ACTION ITEM
Gather every line from the entries below that includes "static".
-------
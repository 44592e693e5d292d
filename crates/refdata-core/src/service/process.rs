use crate::{
    error::{ArgumentError, ServiceError},
    model::ProcessEntity,
    query::{PageRequest, QuerySpec},
    repo::{CodeGenerator, Prefix, Repository, StatusResolver},
};
use ulid::Ulid;

///
/// ProcessService
///
/// Simpler sibling of the catalog engine: status existence and code
/// uniqueness around a generated module code, with the same read surface.
///

pub struct ProcessService<R, S, G> {
    repo: R,
    status: S,
    codes: G,
}

impl<R, S, G> ProcessService<R, S, G>
where
    R: Repository<ProcessEntity>,
    S: StatusResolver,
    G: CodeGenerator,
{
    #[must_use]
    pub const fn new(repo: R, status: S, codes: G) -> Self {
        Self {
            repo,
            status,
            codes,
        }
    }

    /// Validate, assign a generated code, and insert.
    ///
    /// The caller's `code` field is overwritten; the generated code is
    /// still probed for uniqueness before the write.
    pub fn insert(&self, entity: &mut ProcessEntity) -> Result<(), ServiceError> {
        self.ensure_status_exists(entity)?;

        entity.code = self.codes.next_code(Prefix::Process)?;
        self.ensure_unique_code(entity)?;

        self.repo.insert(entity)?;

        Ok(())
    }

    pub fn update(&self, entity: &ProcessEntity) -> Result<(), ServiceError> {
        self.ensure_status_exists(entity)?;
        self.repo.update(entity)?;

        Ok(())
    }

    pub fn delete(&self, entity: &ProcessEntity) -> Result<(), ServiceError> {
        self.repo.delete(entity)?;

        Ok(())
    }

    pub fn get_by_id(&self, id: Ulid) -> Result<Option<ProcessEntity>, ServiceError> {
        Ok(self.repo.get_by_id(&ProcessEntity::by_id(id))?)
    }

    pub fn get_by_code(&self, code: &str) -> Result<Option<ProcessEntity>, ServiceError> {
        Ok(self.repo.get_by_code(&ProcessEntity::by_code(code))?)
    }

    /// All processes of one process type.
    pub fn get_by_type(
        &self,
        process_type_id: Ulid,
    ) -> Result<Vec<ProcessEntity>, ServiceError> {
        Ok(self
            .repo
            .get_by_father(&ProcessEntity::by_type(process_type_id))?)
    }

    /// One page of process rows, re-sorted by the compiled ordering.
    pub fn get_all_paginated(
        &self,
        request: &PageRequest,
    ) -> Result<Vec<ProcessEntity>, ServiceError> {
        let fields = ProcessEntity::field_map();
        let spec = QuerySpec::build(request, fields);

        let mut rows = self.repo.get_all(&spec)?;
        spec.sort(fields, &mut rows);

        Ok(rows)
    }

    pub fn total_rows(&self, request: &PageRequest) -> Result<u64, ServiceError> {
        let spec = QuerySpec::build(request, ProcessEntity::field_map());

        Ok(self.repo.total_rows(&spec)?)
    }

    fn ensure_status_exists(&self, entity: &ProcessEntity) -> Result<(), ServiceError> {
        if self.status.get_by_id(entity.status_id)?.is_none() {
            return Err(ArgumentError::status_not_found(entity.status_id).into());
        }

        Ok(())
    }

    fn ensure_unique_code(&self, entity: &ProcessEntity) -> Result<(), ServiceError> {
        let existing = self.repo.get_by_code(&ProcessEntity::by_code(&entity.code))?;

        match existing {
            Some(other) if other.id != entity.id => {
                Err(ArgumentError::code_in_use(entity.code.as_str()).into())
            }
            _ => Ok(()),
        }
    }
}
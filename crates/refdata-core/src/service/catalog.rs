use crate::{
    error::{ArgumentError, ServiceError},
    model::CatalogEntity,
    query::{PageRequest, QuerySpec},
    repo::{Repository, StatusResolver},
    service::relation::RelationshipChecker,
};
use ulid::Ulid;

///
/// CatalogService
///
/// The validation engine around catalog mutations. Stateless,
/// request-scoped orchestration: every operation is a self-contained
/// round-trip over the repository, the status resolver, and the
/// relationship checker, and nothing is written until every check has
/// passed. Failed checks surface immediately; the single delegated write
/// happens at most once per call.
///

pub struct CatalogService<R, S> {
    repo: R,
    status: S,
    relationships: RelationshipChecker,
}

impl<R, S> CatalogService<R, S>
where
    R: Repository<CatalogEntity>,
    S: StatusResolver,
{
    #[must_use]
    pub const fn new(repo: R, status: S, relationships: RelationshipChecker) -> Self {
        Self {
            repo,
            status,
            relationships,
        }
    }

    // --- mutations -------------------------------------------------------

    /// Validate and insert.
    ///
    /// The code/name uniqueness probes are check-then-act and therefore
    /// advisory under concurrency; the storage adapter is expected to hold
    /// a unique constraint of its own.
    pub fn insert(&self, entity: &CatalogEntity) -> Result<(), ServiceError> {
        self.validate_mutation(entity)?;
        self.repo.insert(entity)?;

        Ok(())
    }

    /// Validate and update.
    pub fn update(&self, entity: &CatalogEntity) -> Result<(), ServiceError> {
        self.validate_mutation(entity)?;
        self.repo.update(entity)?;

        Ok(())
    }

    /// Delete after the relationship gate.
    ///
    /// Deletion needs no status or hierarchy checks, but an entity still
    /// referenced by a dependent module must not be removed.
    pub fn delete(&self, entity: &CatalogEntity) -> Result<(), ServiceError> {
        self.ensure_unreferenced(entity.id)?;
        self.repo.delete(entity)?;

        Ok(())
    }

    // --- reads -----------------------------------------------------------

    pub fn get_by_id(&self, id: Ulid) -> Result<Option<CatalogEntity>, ServiceError> {
        Ok(self.repo.get_by_id(&CatalogEntity::by_id(id))?)
    }

    pub fn get_by_code(&self, code: i64) -> Result<Option<CatalogEntity>, ServiceError> {
        Ok(self.repo.get_by_code(&CatalogEntity::by_code(code))?)
    }

    pub fn get_by_father(&self, father_code: i64) -> Result<Vec<CatalogEntity>, ServiceError> {
        Ok(self
            .repo
            .get_by_father(&CatalogEntity::children_of(father_code))?)
    }

    /// One page of catalog rows, sorted by the request's compiled ordering.
    ///
    /// The rows come back re-sorted here rather than trusted from storage,
    /// so the ordering guarantee holds irrespective of the backend's
    /// native order.
    pub fn get_all_paginated(
        &self,
        request: &PageRequest,
    ) -> Result<Vec<CatalogEntity>, ServiceError> {
        let fields = CatalogEntity::field_map();
        let spec = QuerySpec::build(request, fields);

        let mut rows = self.repo.get_all(&spec)?;
        spec.sort(fields, &mut rows);

        Ok(rows)
    }

    /// Matching row count for a request, ignoring its paging window.
    pub fn total_rows(&self, request: &PageRequest) -> Result<u64, ServiceError> {
        let spec = QuerySpec::build(request, CatalogEntity::field_map());

        Ok(self.repo.total_rows(&spec)?)
    }

    // --- validation sequence ---------------------------------------------

    // Fail-fast: the first failing check wins, and no repository write has
    // happened by the time any check runs.
    fn validate_mutation(&self, entity: &CatalogEntity) -> Result<(), ServiceError> {
        self.ensure_status_exists(entity)?;
        Self::ensure_hierarchy(entity)?;
        self.ensure_unique_code(entity)?;
        self.ensure_unique_name(entity)?;
        self.ensure_active_father(entity)?;
        self.ensure_deactivation_allowed(entity)?;

        Ok(())
    }

    fn ensure_status_exists(&self, entity: &CatalogEntity) -> Result<(), ServiceError> {
        if self.status.get_by_id(entity.status_id)?.is_none() {
            return Err(ArgumentError::status_not_found(entity.status_id).into());
        }

        Ok(())
    }

    // Single exhaustive XOR: exactly one of `is_father` / `father_code`
    // may be present.
    fn ensure_hierarchy(entity: &CatalogEntity) -> Result<(), ServiceError> {
        match (entity.is_father, entity.father_code) {
            (true, Some(_)) | (false, None) => Err(ArgumentError::hierarchy_violation().into()),
            (true, None) | (false, Some(_)) => Ok(()),
        }
    }

    fn ensure_unique_code(&self, entity: &CatalogEntity) -> Result<(), ServiceError> {
        let existing = self.repo.get_by_id(&CatalogEntity::by_code(entity.code))?;

        match existing {
            Some(other) if other.id != entity.id => {
                Err(ArgumentError::code_in_use(entity.code).into())
            }
            _ => Ok(()),
        }
    }

    fn ensure_unique_name(&self, entity: &CatalogEntity) -> Result<(), ServiceError> {
        let probe = CatalogEntity::by_name_in_scope(&entity.name, entity.father_code);
        let existing = self.repo.get_by_id(&probe)?;

        match existing {
            Some(other) if other.id != entity.id => {
                Err(ArgumentError::name_in_use(&entity.name).into())
            }
            _ => Ok(()),
        }
    }

    // Children only: the declared father must exist among father rows and
    // resolve to an active status.
    fn ensure_active_father(&self, entity: &CatalogEntity) -> Result<(), ServiceError> {
        let Some(father_code) = entity.father_code else {
            return Ok(());
        };

        let rows = self
            .repo
            .get_by_father(&CatalogEntity::father_by_code(father_code))?;

        let Some(father) = rows.iter().find(|row| row.is_father) else {
            return Err(ArgumentError::parent_not_found(father_code).into());
        };

        if !self.status.is_active(father.status_id)? {
            return Err(ArgumentError::inactive_relationship("father catalog").into());
        }

        Ok(())
    }

    // Transitions toward an inactive status go through the relationship
    // gate; deactivating an unreferenced entity is always permitted.
    fn ensure_deactivation_allowed(&self, entity: &CatalogEntity) -> Result<(), ServiceError> {
        if self.status.is_active(entity.status_id)? {
            return Ok(());
        }

        self.ensure_unreferenced(entity.id)
    }

    fn ensure_unreferenced(&self, id: Ulid) -> Result<(), ServiceError> {
        if let Some(module) = self.relationships.first_reference(id)? {
            return Err(ArgumentError::blocked_by_relationship(module).into());
        }

        Ok(())
    }
}
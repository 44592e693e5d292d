use crate::{
    traits::{EntityIdentity, FieldValues},
    value::Value,
};
use serde::{Deserialize, Serialize};
use ulid::Ulid;

pub mod fields {
    pub const ID: &str = "id";
    pub const NAME: &str = "name";
    pub const STATUS_ID: &str = "status_id";
}

/// Fewest processes a valid integration may reference.
pub const MIN_PROCESSES: usize = 2;

/// Longest allowed observations text.
pub const MAX_OBSERVATIONS_LEN: usize = 255;

///
/// IntegrationEntity
///
/// Composite entity wiring several processes together. Field rules
/// (minimum process count, observation length) are enforced by its engine.
///

#[derive(Clone, Debug, Deserialize, Eq, PartialEq, Serialize)]
pub struct IntegrationEntity {
    pub id: Ulid,
    pub name: String,
    /// Referenced processes; at least [`MIN_PROCESSES`].
    pub process: Vec<Ulid>,
    /// Free-form notes; at most [`MAX_OBSERVATIONS_LEN`] characters.
    pub observations: Option<String>,
    pub status_id: Ulid,
}

impl FieldValues for IntegrationEntity {
    fn get_value(&self, field: &str) -> Option<Value> {
        match field {
            fields::ID => Some(Value::Id(self.id)),
            fields::NAME => Some(Value::from(self.name.clone())),
            fields::STATUS_ID => Some(Value::Id(self.status_id)),
            _ => None,
        }
    }
}

impl EntityIdentity for IntegrationEntity {
    const ENTITY_NAME: &'static str = "integration";
    const PRIMARY_KEY: &'static str = fields::ID;

    fn id(&self) -> Ulid {
        self.id
    }
}
use crate::value::Value;
use serde::{Deserialize, Serialize};

///
/// SortOrder
///

#[derive(Clone, Copy, Debug, Default, Deserialize, Eq, PartialEq, Serialize)]
pub enum SortOrder {
    #[default]
    Ascending,
    Descending,
}

///
/// FilterClause
///
/// One column filter from the caller: a column name and the set of values
/// to match (OR within the clause). Column names are untrusted input and
/// are matched against the entity's field map at build time.
///

#[derive(Clone, Debug, Deserialize, Eq, PartialEq, Serialize)]
pub struct FilterClause {
    pub column: String,
    pub values: Vec<Value>,
}

impl FilterClause {
    #[must_use]
    pub fn new(column: impl Into<String>, values: Vec<Value>) -> Self {
        Self {
            column: column.into(),
            values,
        }
    }
}

///
/// PageRequest
///
/// Untyped pagination/sort/filter request as it arrives from a caller.
/// Constructed per incoming request and discarded after the spec is built.
///

#[derive(Clone, Debug, Default, Deserialize, Eq, PartialEq, Serialize)]
pub struct PageRequest {
    /// Offset of the first row to return.
    pub first: u32,
    /// Page size.
    pub rows: u32,
    /// Free-text search, may be empty.
    pub search: String,
    /// Requested sort column; may be empty or unknown.
    pub sort_field: String,
    pub sort_order: SortOrder,
    /// Ordered column filters.
    pub filters: Vec<FilterClause>,
    /// Restrict to rows whose status resolves as active.
    pub active_only: bool,
}

impl PageRequest {
    /// A request for one page with default sort and no filters.
    #[must_use]
    pub fn window(first: u32, rows: u32) -> Self {
        Self {
            first,
            rows,
            ..Self::default()
        }
    }
}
-------
OUTPUT BELOW
    const ENTITY_NAME: &'static str = "integration";
    const PRIMARY_KEY: &'static str = fields::ID;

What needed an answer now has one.